ОТКРОВЕНИЕ БОГА

ОСНОВНЫЕ МОМЕНТЫ

(REVELATION, IDEA OF)

Центральным вопросом религии является вопрос об откровении. Познаваем ли Бог? Раскрывал ли Он Себя? Если познаваем, если раскрывал, то как? В христианской вере этот вопрос идет бок о бок с вопросом о спасении: если наш Бог может быть познан, как мне прийти к Нему? Вопрос «Что можно познать о Боге?» превращается в вопрос «Как мне прийти к познанию Его — лично мне?» Разместить эти вопросы рядом — означает показать, насколько важен вопрос о познании Бога.

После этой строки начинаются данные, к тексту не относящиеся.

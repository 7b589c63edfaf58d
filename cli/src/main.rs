//! css-doctor - Diagnose empty or stale storefront CSS compilation

use clap::Parser;
use tracing_subscriber::EnvFilter;

use css_doctor::cli::Cli;

#[tokio::main(flavor = "current_thread")]
async fn main() {
    // Logs go to stderr so the stdout report stays byte-for-byte reproducible.
    tracing_subscriber::fmt()
        .with_env_filter(
            EnvFilter::try_from_env("CSS_DOCTOR_LOG").unwrap_or_else(|_| EnvFilter::new("warn")),
        )
        .with_writer(std::io::stderr)
        .init();

    let cli = Cli::parse();
    if let Err(e) = cli.run().await {
        eprintln!("Error: {e:#}");
        std::process::exit(1);
    }
}
//! Command implementations

pub mod config;
pub mod diagnose;
//! # PartSelect agent CLI (`psa`)
//!
//! ## Commands
//!
//! | Command | Description |
//! |---------|-------------|
//! | `psa init` | Create the SQLite database and schema |
//! | `psa import <seed.json>` | Load guides, parts, models and fitment |
//! | `psa ask "<message>"` | Answer one message, print the JSON response |
//! | `psa serve` | Start the chat HTTP server |
//!
//! ## Examples
//!
//! ```bash
//! psa init --config ./config/partselect.toml
//! psa import ./data/seed.json
//! psa ask "Is PS11752778 compatible with WDT780SAEM1?"
//! psa serve
//! ```
//!
//! Logging goes to stderr through `tracing`; set `RUST_LOG=debug` for
//! per-stage detail.

use clap::{Parser, Subcommand};
use std::path::PathBuf;
use tracing_subscriber::EnvFilter;

use partselect_agent::pipeline::Engine;
use partselect_agent::{config, db, import, migrate, server};
use partselect_core::models::ChatMessage;

/// PartSelect agent: scope-gated, evidence-grounded chat for refrigerator
/// and dishwasher parts.
#[derive(Parser)]
#[command(
    name = "psa",
    about = "PartSelect agent: routing-and-evidence chat for appliance parts",
    version
)]
struct Cli {
    /// Path to configuration file (TOML).
    #[arg(long, global = true, default_value = "./config/partselect.toml")]
    config: PathBuf,

    #[command(subcommand)]
    command: Commands,
}

#[derive(Subcommand)]
enum Commands {
    /// Initialize the database schema. Safe to run repeatedly.
    Init,

    /// Import a JSON seed file of guides and catalog rows.
    Import {
        /// Path to the seed file.
        path: PathBuf,
    },

    /// Answer a single message and print the response as JSON.
    Ask {
        message: String,

        /// Prior turns as a JSON array of `{role, content}` objects.
        #[arg(long)]
        history: Option<String>,
    },

    /// Start the chat HTTP server on `[server].bind`.
    Serve,
}

#[tokio::main]
async fn main() -> anyhow::Result<()> {
    tracing_subscriber::fmt()
        .with_env_filter(
            EnvFilter::try_from_default_env().unwrap_or_else(|_| EnvFilter::new("info")),
        )
        .with_writer(std::io::stderr)
        .init();

    let cli = Cli::parse();
    let cfg = config::load_config(&cli.config)?;

    match cli.command {
        Commands::Init => {
            migrate::run_migrations(&cfg).await?;
            println!("Database initialized successfully.");
        }
        Commands::Import { path } => {
            import::run_import(&cfg, &path).await?;
        }
        Commands::Ask { message, history } => {
            let history: Vec<ChatMessage> = match history {
                Some(raw) => serde_json::from_str(&raw)
                    .map_err(|e| anyhow::anyhow!("Invalid --history JSON: {}", e))?,
                None => Vec::new(),
            };
            let pool = db::connect(&cfg).await?;
            let engine = Engine::from_config(&cfg, pool.clone()).await?;
            let response = engine.respond(&message, history).await;
            println!("{}", serde_json::to_string_pretty(&response)?);
            pool.close().await;
        }
        Commands::Serve => {
            server::run_server(&cfg).await?;
        }
    }

    Ok(())
}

Что такое Откровение. Вся Библия, от ее начала и до конца, провозглашает, что Бог во все времена говорил. Постоянный рефрен «И сказал Бог» описывает, как Он вызвал существование вселенной и благословил Свое творение на жизнь. В главе Быт. 1 мы читаем Его наказ первым людям, затем в главе Быт. 2 — его особые указания о жизни в Едеме, в главе Быт. 3 узнаем об обнаружении Им греха и Его ответе на него, и всюду мы встречаемся с этим характерным самовыражением Бога в речи. И эта характерная особенность, проявляющаяся с первых глав Писания, повторяется с самыми разнообразными вариациями вплоть до книги Откровения. В законе, в пророках и исторических книгах мы встречаем слова Бога; как правило, при описании исторических деяний Бога используются знаки для выделения прямой речи. Неудивительно, что христиане разделяют склонность апостолов употреблять выражение «Слово Божие» по отношению к Его Библии. Естественно, обилие цитат из божественной речи, усеивающих канонические тексты, наводит на мысль, что речь является той самой категорией, в рамках которой и следует трактовать общение Бога со Своими созданиями. Именно поэтому собственные библейские ссылки на то, что так говорит Бог, попадают в центр внимания, когда решается проблема достоверности Писания. Ведь религия Писания — это религия Бога, говорящего Слово, и стремление обеспечить преемственность современного христианства с религией библейских сообществ требует сходного понимания Бога как Божества, говорящего Слово, и сходного восприятия текстов, которые предназначались для фиксации этой божественной речи. Подобные соображения помогают приблизить наше восприятие и толкование Писания к той религиозной значимости и доктринальной непреложности библейских книг в изначальных библейских сообществах, которые достигают своей выраженной кульминации, когда к ветхозаветным писаниям обращается Сам Иисус, подавая христианам пример для их отношения как к Ветхому, так и к Новому Завету. А в Новом Завете мы встречаемся с двумя центрами притяжения — это Иисус, как ставшее плотию Слово Божье, и Бог, как собственно Бог, говорящий Слово, в точности записанное. Вместе взятые, упомянутые показатели образуют основу для использования Писания в качестве первоисточника учения о Писании, точно таким же образом, как Писание универсально применяется в Церкви в качестве первоисточника любого другого учения. Так возникает образец для понимания Бога библейской и христианской религии в качестве Бога, говорящего Слово.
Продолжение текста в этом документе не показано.